◆ Assigned task
Look through the data below. Collect every line where the word "automatic" occurs.

Stored data entries
════════════════════

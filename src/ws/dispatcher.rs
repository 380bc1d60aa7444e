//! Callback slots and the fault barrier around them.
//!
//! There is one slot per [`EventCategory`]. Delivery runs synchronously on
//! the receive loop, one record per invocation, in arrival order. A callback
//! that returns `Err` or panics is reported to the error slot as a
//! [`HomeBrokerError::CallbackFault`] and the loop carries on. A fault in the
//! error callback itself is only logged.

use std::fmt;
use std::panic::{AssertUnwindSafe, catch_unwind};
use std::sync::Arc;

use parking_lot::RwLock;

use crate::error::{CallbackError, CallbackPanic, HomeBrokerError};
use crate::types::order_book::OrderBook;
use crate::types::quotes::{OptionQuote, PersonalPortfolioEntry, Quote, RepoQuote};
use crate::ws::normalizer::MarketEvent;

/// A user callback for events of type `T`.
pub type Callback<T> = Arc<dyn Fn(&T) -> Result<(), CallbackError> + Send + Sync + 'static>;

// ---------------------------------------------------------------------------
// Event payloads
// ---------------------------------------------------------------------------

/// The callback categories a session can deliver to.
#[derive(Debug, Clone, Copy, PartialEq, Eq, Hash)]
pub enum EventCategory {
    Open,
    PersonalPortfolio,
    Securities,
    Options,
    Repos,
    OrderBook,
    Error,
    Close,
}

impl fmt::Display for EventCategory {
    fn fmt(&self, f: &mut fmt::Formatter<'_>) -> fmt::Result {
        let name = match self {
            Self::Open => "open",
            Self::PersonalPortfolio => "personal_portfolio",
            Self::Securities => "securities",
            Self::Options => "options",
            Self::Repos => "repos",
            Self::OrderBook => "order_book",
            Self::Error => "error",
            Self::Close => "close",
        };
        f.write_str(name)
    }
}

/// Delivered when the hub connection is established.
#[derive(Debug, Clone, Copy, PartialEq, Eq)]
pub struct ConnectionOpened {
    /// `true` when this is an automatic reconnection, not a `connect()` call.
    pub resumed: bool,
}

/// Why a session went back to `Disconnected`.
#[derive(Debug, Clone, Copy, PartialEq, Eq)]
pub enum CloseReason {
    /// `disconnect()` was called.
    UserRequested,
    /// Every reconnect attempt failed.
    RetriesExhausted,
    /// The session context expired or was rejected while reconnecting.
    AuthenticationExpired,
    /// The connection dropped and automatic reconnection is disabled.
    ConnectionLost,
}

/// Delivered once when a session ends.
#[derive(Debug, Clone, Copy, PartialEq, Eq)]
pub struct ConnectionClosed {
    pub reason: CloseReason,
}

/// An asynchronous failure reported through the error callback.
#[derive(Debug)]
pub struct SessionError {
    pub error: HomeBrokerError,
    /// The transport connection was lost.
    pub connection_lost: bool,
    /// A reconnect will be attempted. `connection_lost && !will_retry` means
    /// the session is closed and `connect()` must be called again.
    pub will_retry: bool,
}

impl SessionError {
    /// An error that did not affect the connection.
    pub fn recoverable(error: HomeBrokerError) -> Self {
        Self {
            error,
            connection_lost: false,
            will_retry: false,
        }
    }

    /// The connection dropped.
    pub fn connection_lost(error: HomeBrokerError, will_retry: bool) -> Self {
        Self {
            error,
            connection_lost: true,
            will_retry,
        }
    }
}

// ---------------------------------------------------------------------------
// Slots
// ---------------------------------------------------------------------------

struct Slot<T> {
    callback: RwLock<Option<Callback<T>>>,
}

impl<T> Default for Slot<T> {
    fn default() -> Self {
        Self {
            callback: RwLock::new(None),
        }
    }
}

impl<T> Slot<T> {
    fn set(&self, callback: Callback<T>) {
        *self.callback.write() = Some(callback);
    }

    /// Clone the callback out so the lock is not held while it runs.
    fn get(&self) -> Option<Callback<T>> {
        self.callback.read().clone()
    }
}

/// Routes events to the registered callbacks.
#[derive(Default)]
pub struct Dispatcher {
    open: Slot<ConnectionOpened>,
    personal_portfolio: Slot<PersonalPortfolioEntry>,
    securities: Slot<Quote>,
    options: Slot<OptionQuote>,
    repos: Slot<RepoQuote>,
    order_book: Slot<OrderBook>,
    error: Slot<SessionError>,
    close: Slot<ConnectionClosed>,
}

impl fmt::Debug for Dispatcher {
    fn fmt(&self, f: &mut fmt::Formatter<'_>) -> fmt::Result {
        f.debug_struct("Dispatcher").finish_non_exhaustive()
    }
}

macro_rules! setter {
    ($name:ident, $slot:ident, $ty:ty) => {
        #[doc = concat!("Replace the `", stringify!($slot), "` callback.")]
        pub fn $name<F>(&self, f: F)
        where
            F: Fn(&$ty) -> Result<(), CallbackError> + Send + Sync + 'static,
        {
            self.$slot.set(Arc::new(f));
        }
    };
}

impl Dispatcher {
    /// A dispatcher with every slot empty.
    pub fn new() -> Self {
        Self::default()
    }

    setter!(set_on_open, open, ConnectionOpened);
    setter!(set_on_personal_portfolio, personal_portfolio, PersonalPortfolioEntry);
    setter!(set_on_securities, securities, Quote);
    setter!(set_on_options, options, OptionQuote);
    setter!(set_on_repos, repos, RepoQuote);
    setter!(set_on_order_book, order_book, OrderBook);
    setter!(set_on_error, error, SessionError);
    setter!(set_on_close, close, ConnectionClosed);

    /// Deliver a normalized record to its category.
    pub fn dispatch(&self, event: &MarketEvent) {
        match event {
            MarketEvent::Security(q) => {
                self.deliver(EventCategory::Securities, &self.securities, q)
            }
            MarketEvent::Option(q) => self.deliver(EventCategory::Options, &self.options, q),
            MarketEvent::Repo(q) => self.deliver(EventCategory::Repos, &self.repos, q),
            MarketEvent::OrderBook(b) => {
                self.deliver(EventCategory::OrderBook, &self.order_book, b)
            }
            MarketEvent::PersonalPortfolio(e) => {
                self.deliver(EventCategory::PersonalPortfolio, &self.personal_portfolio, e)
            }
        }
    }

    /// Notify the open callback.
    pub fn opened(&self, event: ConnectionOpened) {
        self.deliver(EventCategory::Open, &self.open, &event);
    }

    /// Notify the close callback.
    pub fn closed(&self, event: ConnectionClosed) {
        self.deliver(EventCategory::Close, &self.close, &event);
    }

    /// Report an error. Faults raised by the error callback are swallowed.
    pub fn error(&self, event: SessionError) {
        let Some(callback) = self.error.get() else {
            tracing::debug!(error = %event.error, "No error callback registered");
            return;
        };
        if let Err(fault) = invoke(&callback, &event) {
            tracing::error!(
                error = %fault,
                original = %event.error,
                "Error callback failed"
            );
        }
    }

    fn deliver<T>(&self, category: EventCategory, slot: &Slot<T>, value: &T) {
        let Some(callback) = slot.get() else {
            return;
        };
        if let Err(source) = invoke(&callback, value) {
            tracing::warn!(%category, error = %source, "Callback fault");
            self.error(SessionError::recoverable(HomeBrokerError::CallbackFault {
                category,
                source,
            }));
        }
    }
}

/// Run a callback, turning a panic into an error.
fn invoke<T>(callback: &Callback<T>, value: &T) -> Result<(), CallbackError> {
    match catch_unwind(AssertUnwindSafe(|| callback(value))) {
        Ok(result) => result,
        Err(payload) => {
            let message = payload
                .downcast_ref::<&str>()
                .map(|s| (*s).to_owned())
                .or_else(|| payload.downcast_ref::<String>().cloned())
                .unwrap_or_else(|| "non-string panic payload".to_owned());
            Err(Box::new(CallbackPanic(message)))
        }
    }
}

════════════════════

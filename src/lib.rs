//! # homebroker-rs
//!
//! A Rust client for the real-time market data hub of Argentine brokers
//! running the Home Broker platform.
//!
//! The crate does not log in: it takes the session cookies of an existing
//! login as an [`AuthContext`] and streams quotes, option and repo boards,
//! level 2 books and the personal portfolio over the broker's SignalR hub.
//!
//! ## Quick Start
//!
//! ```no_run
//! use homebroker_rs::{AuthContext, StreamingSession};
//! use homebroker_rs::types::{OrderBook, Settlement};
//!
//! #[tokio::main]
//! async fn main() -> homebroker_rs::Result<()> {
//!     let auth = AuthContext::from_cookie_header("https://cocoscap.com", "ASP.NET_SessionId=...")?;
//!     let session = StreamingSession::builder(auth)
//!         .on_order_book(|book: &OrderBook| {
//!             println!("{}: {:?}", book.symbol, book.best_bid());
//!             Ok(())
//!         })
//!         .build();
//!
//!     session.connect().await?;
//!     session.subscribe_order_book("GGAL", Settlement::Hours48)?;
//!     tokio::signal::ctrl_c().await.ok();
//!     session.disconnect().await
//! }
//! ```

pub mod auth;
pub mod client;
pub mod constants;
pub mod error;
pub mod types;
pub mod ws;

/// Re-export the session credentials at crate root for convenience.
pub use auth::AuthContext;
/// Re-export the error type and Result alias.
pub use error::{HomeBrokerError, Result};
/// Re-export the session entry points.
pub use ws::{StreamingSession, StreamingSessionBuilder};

════════════════════

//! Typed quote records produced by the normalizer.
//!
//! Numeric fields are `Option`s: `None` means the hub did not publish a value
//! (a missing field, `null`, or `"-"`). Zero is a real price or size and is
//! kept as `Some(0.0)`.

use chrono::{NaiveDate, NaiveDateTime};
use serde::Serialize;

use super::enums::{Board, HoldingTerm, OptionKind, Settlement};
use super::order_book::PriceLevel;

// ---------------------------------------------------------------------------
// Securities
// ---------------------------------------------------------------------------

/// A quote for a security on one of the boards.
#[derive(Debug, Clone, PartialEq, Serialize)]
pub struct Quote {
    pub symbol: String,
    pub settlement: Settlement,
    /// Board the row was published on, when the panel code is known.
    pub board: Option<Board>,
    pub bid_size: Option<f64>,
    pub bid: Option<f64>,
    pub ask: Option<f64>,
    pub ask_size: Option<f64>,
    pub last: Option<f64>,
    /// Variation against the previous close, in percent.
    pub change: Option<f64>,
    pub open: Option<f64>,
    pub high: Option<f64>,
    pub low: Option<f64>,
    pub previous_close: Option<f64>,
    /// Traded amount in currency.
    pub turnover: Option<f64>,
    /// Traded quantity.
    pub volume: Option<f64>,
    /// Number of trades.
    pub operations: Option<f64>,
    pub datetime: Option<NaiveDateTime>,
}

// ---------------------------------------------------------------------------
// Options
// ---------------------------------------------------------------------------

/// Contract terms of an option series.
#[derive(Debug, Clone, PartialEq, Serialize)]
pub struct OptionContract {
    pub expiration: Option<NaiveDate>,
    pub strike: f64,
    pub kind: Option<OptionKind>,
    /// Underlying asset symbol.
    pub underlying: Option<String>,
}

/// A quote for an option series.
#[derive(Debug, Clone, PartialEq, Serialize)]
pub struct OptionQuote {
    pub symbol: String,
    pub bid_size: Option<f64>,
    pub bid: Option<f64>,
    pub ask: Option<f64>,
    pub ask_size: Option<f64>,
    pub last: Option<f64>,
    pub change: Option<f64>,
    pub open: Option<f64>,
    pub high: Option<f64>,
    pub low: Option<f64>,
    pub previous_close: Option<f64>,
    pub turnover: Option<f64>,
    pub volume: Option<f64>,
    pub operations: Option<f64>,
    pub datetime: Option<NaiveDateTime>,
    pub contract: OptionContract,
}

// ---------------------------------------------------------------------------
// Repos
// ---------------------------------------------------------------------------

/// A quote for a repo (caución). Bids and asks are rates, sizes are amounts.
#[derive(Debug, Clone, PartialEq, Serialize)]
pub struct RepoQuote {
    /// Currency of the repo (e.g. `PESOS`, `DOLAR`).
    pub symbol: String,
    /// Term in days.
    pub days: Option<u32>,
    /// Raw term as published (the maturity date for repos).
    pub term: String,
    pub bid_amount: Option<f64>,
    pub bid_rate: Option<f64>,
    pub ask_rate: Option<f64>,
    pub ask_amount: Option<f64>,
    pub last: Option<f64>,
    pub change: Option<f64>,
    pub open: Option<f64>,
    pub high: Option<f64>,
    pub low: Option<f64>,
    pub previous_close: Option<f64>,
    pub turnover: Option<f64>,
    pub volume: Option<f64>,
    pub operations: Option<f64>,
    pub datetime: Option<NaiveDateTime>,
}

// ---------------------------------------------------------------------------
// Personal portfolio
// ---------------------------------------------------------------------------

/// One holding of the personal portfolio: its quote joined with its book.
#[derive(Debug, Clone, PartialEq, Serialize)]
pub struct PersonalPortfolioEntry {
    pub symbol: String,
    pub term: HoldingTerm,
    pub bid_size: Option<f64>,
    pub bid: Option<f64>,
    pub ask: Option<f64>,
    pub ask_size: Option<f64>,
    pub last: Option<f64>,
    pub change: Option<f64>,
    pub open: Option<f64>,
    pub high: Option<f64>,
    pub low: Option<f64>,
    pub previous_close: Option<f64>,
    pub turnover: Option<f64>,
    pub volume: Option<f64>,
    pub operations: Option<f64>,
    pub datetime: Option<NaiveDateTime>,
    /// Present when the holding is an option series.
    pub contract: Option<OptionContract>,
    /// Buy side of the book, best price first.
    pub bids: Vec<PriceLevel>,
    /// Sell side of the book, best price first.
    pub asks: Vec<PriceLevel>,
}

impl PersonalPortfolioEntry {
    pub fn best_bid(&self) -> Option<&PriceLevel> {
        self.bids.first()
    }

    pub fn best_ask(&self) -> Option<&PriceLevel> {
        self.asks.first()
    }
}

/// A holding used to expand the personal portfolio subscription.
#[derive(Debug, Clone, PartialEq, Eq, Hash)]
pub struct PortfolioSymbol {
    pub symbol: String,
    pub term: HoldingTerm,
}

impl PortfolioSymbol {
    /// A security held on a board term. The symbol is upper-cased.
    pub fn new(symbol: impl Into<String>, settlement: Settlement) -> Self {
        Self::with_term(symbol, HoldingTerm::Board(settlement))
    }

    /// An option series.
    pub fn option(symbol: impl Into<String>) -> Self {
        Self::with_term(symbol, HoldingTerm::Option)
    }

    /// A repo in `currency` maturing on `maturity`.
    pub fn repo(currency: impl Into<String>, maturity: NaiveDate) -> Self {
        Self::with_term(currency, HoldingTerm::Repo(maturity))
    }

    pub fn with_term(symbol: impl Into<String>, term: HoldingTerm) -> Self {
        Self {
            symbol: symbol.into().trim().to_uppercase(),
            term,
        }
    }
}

════════════════════

◆ Response for this exercise
    /// `true` when this is an automatic reconnection, not a `connect()` call.
    /// The connection dropped and automatic reconnection is disabled.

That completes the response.